The New Serial Console Access in Azure VMs

Introduction

Recently the Azure compute team announced Serial Console Access for Azure Virtual Machines (currently in public preview).

The Serial Console Access is available for both Windows and Linux virtual machines.

But what exactly is serial access and how can it benefit your Azure solution? Read on and I will try to give you some answers.

What is a serial console?

So, how do you access a virtual machine in the cloud when no network connection works? The answer is often: you don’t.

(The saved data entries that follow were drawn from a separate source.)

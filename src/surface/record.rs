//! Surface snapshots as reported by a tracking provider
//!
//! A record is immutable. Tracking updates produce a new record with the same
//! id which supersedes the old one.

use std::fmt;

use glam::Vec3;
use serde::{Deserialize, Serialize};

/// Stable identity supplied by the tracking provider
#[derive(Debug, Clone, Copy, PartialEq, Eq, PartialOrd, Ord, Hash, Serialize, Deserialize)]
pub struct SurfaceId(pub u64);

impl fmt::Display for SurfaceId {
    fn fmt(&self, f: &mut fmt::Formatter<'_>) -> fmt::Result {
        write!(f, "#{}", self.0)
    }
}

/// Surface orientation class
#[derive(Debug, Clone, Copy, PartialEq, Eq, Hash, Serialize, Deserialize)]
#[serde(rename_all = "lowercase")]
pub enum Alignment {
    /// Floors, tables
    Horizontal,
    /// Walls
    Vertical,
}

impl Alignment {
    pub fn as_str(&self) -> &'static str {
        match self {
            Alignment::Horizontal => "horizontal",
            Alignment::Vertical => "vertical",
        }
    }
}

/// A detected surface at one point in time
#[derive(Debug, Clone, PartialEq, Serialize, Deserialize)]
pub struct SurfaceRecord {
    pub id: SurfaceId,
    /// World-space origin of the surface
    pub position: Vec3,
    /// Unit normal (zero if the provider reported a degenerate one)
    pub normal: Vec3,
    /// Known extent in metres
    pub width: f32,
    pub height: f32,
    pub alignment: Alignment,
}

impl SurfaceRecord {
    pub fn new(
        id: SurfaceId,
        position: Vec3,
        normal: Vec3,
        width: f32,
        height: f32,
        alignment: Alignment,
    ) -> Self {
        Self {
            id,
            position,
            normal: normal.normalize_or_zero(),
            width,
            height,
            alignment,
        }
    }

    /// Convenience constructor for a wall facing along `normal`
    pub fn vertical(id: u64, position: Vec3, normal: Vec3, width: f32, height: f32) -> Self {
        Self::new(SurfaceId(id), position, normal, width, height, Alignment::Vertical)
    }

    /// Convenience constructor for a floor or table (normal = world up)
    pub fn horizontal(id: u64, position: Vec3, width: f32, height: f32) -> Self {
        Self::new(SurfaceId(id), position, Vec3::Y, width, height, Alignment::Horizontal)
    }

    /// Extent area in square metres
    #[inline]
    pub fn area(&self) -> f32 {
        self.width * self.height
    }

    /// Same surface with refined extents (what a tracking update looks like)
    pub fn with_extent(&self, width: f32, height: f32) -> Self {
        Self {
            width,
            height,
            ..self.clone()
        }
    }
}

/// A single event from the surface tracking provider
#[derive(Debug, Clone, PartialEq, Serialize, Deserialize)]
pub enum TrackingEvent {
    Added(SurfaceRecord),
    Updated(SurfaceRecord),
    Removed(SurfaceId),
}

impl TrackingEvent {
    /// Id of the surface the event refers to
    pub fn surface_id(&self) -> SurfaceId {
        match self {
            TrackingEvent::Added(record) | TrackingEvent::Updated(record) => record.id,
            TrackingEvent::Removed(id) => *id,
        }
    }

    pub fn kind(&self) -> &'static str {
        match self {
            TrackingEvent::Added(_) => "add",
            TrackingEvent::Updated(_) => "update",
            TrackingEvent::Removed(_) => "remove",
        }
    }
}
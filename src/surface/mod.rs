//! Surface acceptance core
//!
//! Everything that decides which tracked planes are kept lives here. This
//! module must stay pure and deterministic:
//! - No rendering or tracking engine dependencies
//! - Ordered storage only (acceptance order, never hashed iteration)
//! - Same events in, same decisions out

pub mod filter;
pub mod placement;
pub mod record;
pub mod registry;
pub mod similarity;

pub use filter::SurfaceFilter;
pub use placement::{PlacedObject, card_orientation};
pub use record::{Alignment, SurfaceId, SurfaceRecord, TrackingEvent};
pub use registry::{AcceptanceRegistry, Decision, RegistryState};
pub use similarity::SimilarityComparator;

Often you start over with a new VM or with the latest backup. Back in the ‘old’ days when we had on-prem data centers, you could walk up to the physical server and attach keyboard/mouse, or you could set up a serial connection. The latter is now possible with Azure Serial Console Access. Serial access is built right into modern versions of Windows Server as the feature called ‘Serial Access Console’ which is part of ‘Emergency Management Services Toolbox‘ (EMS).

Inside EMS and SAC

Under the hood, EMS enables the ‘Serial Access Console‘ (SAC). SAC is a special command-line utility that runs almost independently (!) of Windows itself. SAC runs even when Windows doesn’t. For instance, with SAC you can interact with a Windows server even after it has gone into BSoD (Blue Screen of Death) of some other flavor of Windows-freeze. You can also connect to the server during boot before Windows has even started.

Besides the SAC-specific commands like ‘crashdump‘, you can also start up a Windows command prompt (CMD). And apparently also a PowerShell prompt (supposedly only when Windows is actually running)

This kind of administration is often referred to as out-of-band administration.

In Google Cloud Platform it has been possible to interact with the serial console for some time with support for both the GCP command-line utility and through the GCP Console (‘GCP Portal’) so it will be exciting to see how Azure Serial Console Access will stack up against the competition.